Start of Provided entries

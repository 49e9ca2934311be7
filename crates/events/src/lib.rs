//! Workflow notifications.
//!
//! Committed transitions are published as [`WorkflowEvent`]s wrapped in an
//! [`EventEnvelope`] on an [`EventBus`]. Email/notification delivery lives
//! outside this workspace and consumes the bus.

pub mod bus;
pub mod envelope;
pub mod event;
pub mod in_memory_bus;
pub mod workflow_event;

pub use bus::{EventBus, Subscription};
pub use envelope::EventEnvelope;
pub use event::Event;
pub use in_memory_bus::{InMemoryBusError, InMemoryEventBus};
pub use workflow_event::{EntityKind, WorkflowEvent};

End of Provided entries

## What you have to do
All of the data above should be set down word for word.

## Written solution
repository 49e9ca2934311be7
filename crates/events/src/lib.rs
//! Workflow notifications.
//!
//! Committed transitions are published as [`WorkflowEvent`]s wrapped in an
//! [`EventEnvelope`] on an [`EventBus`]. Email/notification delivery lives
//! outside this workspace and consumes the bus.

pub mod bus;
pub mod envelope;
pub mod event;
pub mod in_memory_bus;
pub mod workflow_event;

pub use bus::{EventBus, Subscription};
pub use envelope::EventEnvelope;
pub use event::Event;
pub use in_memory_bus::{InMemoryBusError, InMemoryEventBus};
pub use workflow_event::{EntityKind, WorkflowEvent};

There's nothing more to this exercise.